Requirement:
Where does the word "ConfigFile" show up in the records? Copy every line that has it.

Raw data:
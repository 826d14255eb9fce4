use crate::checkpoint::CheckpointMetrics;
use crate::error::Result;
use crate::transformer::TransformerConfig;
use serde::{Deserialize, Serialize};
use std::fs;
use std::path::Path;

/// 訓練メトリクス
#[derive(Serialize, Deserialize, Debug, Clone)]
pub struct TrainingMetrics {
    /// エポックごとの損失・BLEU・NIST
    pub history: Vec<CheckpointMetrics>,
    /// 最良の検証BLEU
    pub best_val_bleu: f64,
    /// 実行したエポック数
    pub epochs_run: usize,
    /// patienceによる打ち切りがあったか
    pub stopped_early: bool,
    pub learning_rate: f64,
    pub batch_size: usize,
    pub optimizer: String,
    pub loss_function: String,
}

impl TrainingMetrics {
    pub fn final_loss(&self) -> f64 {
        self.history.last().map(|m| m.train_loss).unwrap_or(0.0)
    }
}

/// メタデータ
#[derive(Serialize, Deserialize, Debug, Clone)]
pub struct Metadata {
    pub crate_version: String,
    pub trained_at: String,
}

/// 統合メトリクスファイル
#[derive(Serialize, Deserialize, Debug)]
pub struct MetricsFile {
    pub model_config: TransformerConfig,
    pub training: TrainingMetrics,
    pub metadata: Metadata,
}

/// 実行結果（metrics.json / config.json / README.md）を保存
pub fn save_metrics(
    save_dir: &Path,
    training_metrics: &TrainingMetrics,
    model_config: &TransformerConfig,
    checkpoint_dir: &Path,
) -> Result<()> {
    fs::create_dir_all(save_dir)?;

    let metadata = Metadata {
        crate_version: env!("CARGO_PKG_VERSION").to_string(),
        trained_at: chrono::Local::now().to_rfc3339(),
    };

    // metrics.jsonを保存
    let metrics_file = MetricsFile {
        model_config: model_config.clone(),
        training: training_metrics.clone(),
        metadata: metadata.clone(),
    };

    let metrics_json = serde_json::to_string_pretty(&metrics_file)?;
    fs::write(save_dir.join("metrics.json"), metrics_json)?;
    tracing::info!(
        "メトリクスを保存: {}",
        save_dir.join("metrics.json").display()
    );

    // config.jsonを保存
    save_config(save_dir, model_config, training_metrics, &metadata)?;

    // README.mdを自動生成
    save_readme(
        save_dir,
        model_config,
        training_metrics,
        &metadata,
        checkpoint_dir,
    )?;

    Ok(())
}

/// config.jsonを保存
fn save_config(
    save_dir: &Path,
    model_config: &TransformerConfig,
    training_metrics: &TrainingMetrics,
    metadata: &Metadata,
) -> Result<()> {
    #[derive(Serialize)]
    struct ConfigFile<'a> {
        model: &'a TransformerConfig,
        training: TrainingConfig<'a>,
        metadata: &'a Metadata,
    }

    #[derive(Serialize)]
    struct TrainingConfig<'a> {
        learning_rate: f64,
        epochs_run: usize,
        batch_size: usize,
        optimizer: &'a str,
        loss_function: &'a str,
    }

    let config_file = ConfigFile {
        model: model_config,
        training: TrainingConfig {
            learning_rate: training_metrics.learning_rate,
            epochs_run: training_metrics.epochs_run,
            batch_size: training_metrics.batch_size,
            optimizer: &training_metrics.optimizer,
            loss_function: &training_metrics.loss_function,
        },
        metadata,
    };

    let config_json = serde_json::to_string_pretty(&config_file)?;
    fs::write(save_dir.join("config.json"), config_json)?;
    tracing::info!("設定を保存: {}", save_dir.join("config.json").display());

    Ok(())
}

/// README.mdを自動生成
fn save_readme(
    save_dir: &Path,
    model_config: &TransformerConfig,
    training_metrics: &TrainingMetrics,
    metadata: &Metadata,
    checkpoint_dir: &Path,
) -> Result<()> {
    let history_rows: String = training_metrics
        .history
        .iter()
        .map(|m| {
            format!(
                "| {} | {:.4} | {:.4} | {:.4} | {:.4} | {:.4} | {:.4} |\n",
                m.epoch, m.train_loss, m.val_loss, m.train_bleu, m.val_bleu, m.train_nist, m.val_nist
            )
        })
        .collect();

    let readme_content = format!(
        r#"# Transformer 翻訳モデル訓練結果

## モデル設定

- **埋め込み次元**: {}
- **ヘッド数**: {}
- **レイヤ数（Encoder/Decoder）**: {}
- **FFN倍率**: {}
- **活性化関数**: {:?}
- **Pre-LN**: {}
- **相対位置バイアス**: {}
- **ソース語彙サイズ**: {}
- **ターゲット語彙サイズ**: {}
- **最大シーケンス長**: {}

## 訓練設定

- **実行エポック数**: {}
- **学習率**: {}
- **バッチサイズ**: {}
- **オプティマイザ**: {}
- **損失関数**: {}
- **最終Loss**: {:.6}
- **最良検証BLEU**: {:.6}
- **早期終了**: {}

## エポック履歴

| epoch | train_loss | val_loss | train_bleu | val_bleu | train_nist | val_nist |
|---|---|---|---|---|---|---|
{}
## 訓練情報

- **訓練日時**: {}
- **クレートバージョン**: {}

## 使用方法

### 推論（WGPU）

```bash
cargo run --release -- \
  --load {} \
  --backend wgpu \
  --predict "hello world"
```

### 推論（NdArray / CPU）

```bash
cargo run --release -- \
  --load {} \
  --backend ndarray \
  --predict "hello world"
```

## ファイル構成

- `config.json`: モデル設定とハイパーパラメータ
- `metrics.json`: エポックごとの損失・BLEU・NIST
- `README.md`: このファイル
"#,
        model_config.embed_dim,
        model_config.n_heads,
        model_config.num_layers,
        model_config.expansion_factor,
        model_config.activation,
        model_config.norm_first,
        model_config.relative_attention,
        model_config.src_vocab_size,
        model_config.target_vocab_size,
        model_config.seq_length,
        training_metrics.epochs_run,
        training_metrics.learning_rate,
        training_metrics.batch_size,
        training_metrics.optimizer,
        training_metrics.loss_function,
        training_metrics.final_loss(),
        training_metrics.best_val_bleu,
        training_metrics.stopped_early,
        history_rows,
        metadata.trained_at,
        metadata.crate_version,
        checkpoint_dir.display(),
        checkpoint_dir.display(),
    );

    fs::write(save_dir.join("README.md"), readme_content)?;
    tracing::info!("READMEを生成: {}", save_dir.join("README.md").display());

    Ok(())
}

Result:
    struct ConfigFile<'a> {
    let config_file = ConfigFile {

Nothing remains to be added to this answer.